On 03.12.2023, we had a six-minute disruption in a virtualization rack, which affected around 50% of our SolusVM-based vServer host systems — but fortunately no other products such as dedicated servers or colocation. This network issue was due to a misconfiguration. At around 3 o'clock on 10/12/2023, one of our carriers had a total failure, which affected 80% of our IPv4 networks for a good two minutes and repeated itself at around 11 o'clock on 20/12/2023. None of the incidents had anything to do with our network outage, which is what this article is about, but we understand that this accumulation has raised general questions about network stability in December among some customers and are working hard to be able to deliver a long period of stability again — at least in terms of what is within our control.

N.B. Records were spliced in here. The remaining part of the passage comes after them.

//! Radar readings and the vehicle detections derived from them.

use chrono::{DateTime, Utc};
use serde::{Deserialize, Serialize};

/// Which line format the radar parser matched, in priority order. Carried
/// through to `VehicleDetection` for diagnostics and per-format counters.
#[derive(Debug, Clone, Copy, PartialEq, Eq, Serialize, Deserialize)]
#[serde(rename_all = "snake_case")]
pub enum SourceFormat {
    Csv,
    Json,
    Bare,
    SpaceSeparated,
    CommaSeparated,
}

impl SourceFormat {
    pub fn as_str(&self) -> &'static str {
        match self {
            SourceFormat::Csv => "csv",
            SourceFormat::Json => "json",
            SourceFormat::Bare => "bare",
            SourceFormat::SpaceSeparated => "space_separated",
            SourceFormat::CommaSeparated => "comma_separated",
        }
    }
}

/// Alert classification assigned once a reading clears the noise floor.
#[derive(Debug, Clone, Copy, PartialEq, Eq, Serialize, Deserialize)]
#[serde(rename_all = "snake_case")]
pub enum AlertLevel {
    Noise,
    Normal,
    Low,
    High,
}

impl AlertLevel {
    pub fn as_str(&self) -> &'static str {
        match self {
            AlertLevel::Noise => "noise",
            AlertLevel::Normal => "normal",
            AlertLevel::Low => "low",
            AlertLevel::High => "high",
        }
    }
}

/// A radar detection that cleared the noise threshold and was published to
/// `traffic:radar`. Immutable once constructed.
#[derive(Debug, Clone, Serialize, Deserialize)]
pub struct VehicleDetection {
    pub detection_id: String,
    pub correlation_id: String,
    pub timestamp: DateTime<Utc>,
    pub speed_mph: f64,
    pub speed_mps: f64,
    pub alert_level: AlertLevel,
    pub source_format: SourceFormat,
    pub magnitude: String,
    pub unit: String,
    pub raw: String,
}

impl VehicleDetection {
    /// `"approaching"` for negative speed, `"receding"` otherwise. Sign is
    /// preserved end to end; zero is not a valid emitted speed (the noise
    /// floor is always > 0), so there is no ambiguous case in practice.
    pub fn direction(&self) -> &'static str {
        if self.speed_mph < 0.0 {
            "approaching"
        } else {
            "receding"
        }
    }
}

Conclusion and potential for improvement

That after almost four years, our setup is now times had a problem does not shake our basic trust in it, because hardware and software are not error-free, such bugs occur (rarely) and can usually be solved quickly. The Juniper MX series we have used has been regarded on the market as “rock solid” for operating high-availability network infrastructure for almost two decades. And so we are convinced that we have actually solved the problem with the updated update. However, we can learn a few lessons from this:

  1. Release of our status page: Admittedly not just since this disturbance was desired by you and us, it should now be reason enough to status.dataforest.net to finally create a reasonable solution for communicating faults and maintenance work and to retire the mix of social media and emails. From the beginning of January 2024, this will now be the central hub. Of course, you can also subscribe to the status page accordingly (for now via email, Slack, Atom/RSS).
  2. Sub-optimal emergency maintenance: We had announced packet losses in the range of seconds for 17.12.2023, 3:00 a.m. On the one hand, the announcement came at very short notice, which was due to the fact that the bug suddenly reappeared several times the night before after a week without any problems (although there was no failure in each case, but we were alarmed, of course). In future, we would announce a corresponding software update as soon as possible after the fault and then bring it forward again if necessary. On the other hand, there was an annoying downtime of a full five minutes, which was due to the fact that the router's line cards entirely restarted. That was simply a misinterpretation on our part, for which we can only apologize now. In the future, we will consider whether to migrate our customers and carriers to a replacement router for such an update to avoid real downtime — or simply calculate a larger downtime and not only explicitly announce it, but also place it at an even less critical time. However, if you want to almost completely avoid downtime, such a migration is by no means a matter of minutes, and therefore not always a realistic option.
  3. Better separation of edge and core routing: Regardless of the malfunction, this was also already a work in progress — in future, we will physically separate our edge routing, i.e. the termination of BGP sessions to our upstreams, from core routing, where the actual customer VLANs terminate. In the event of faults and such maintenance work, this will reduce the convergence time.

With this in mind: Thank you for reading and Merry Christmas!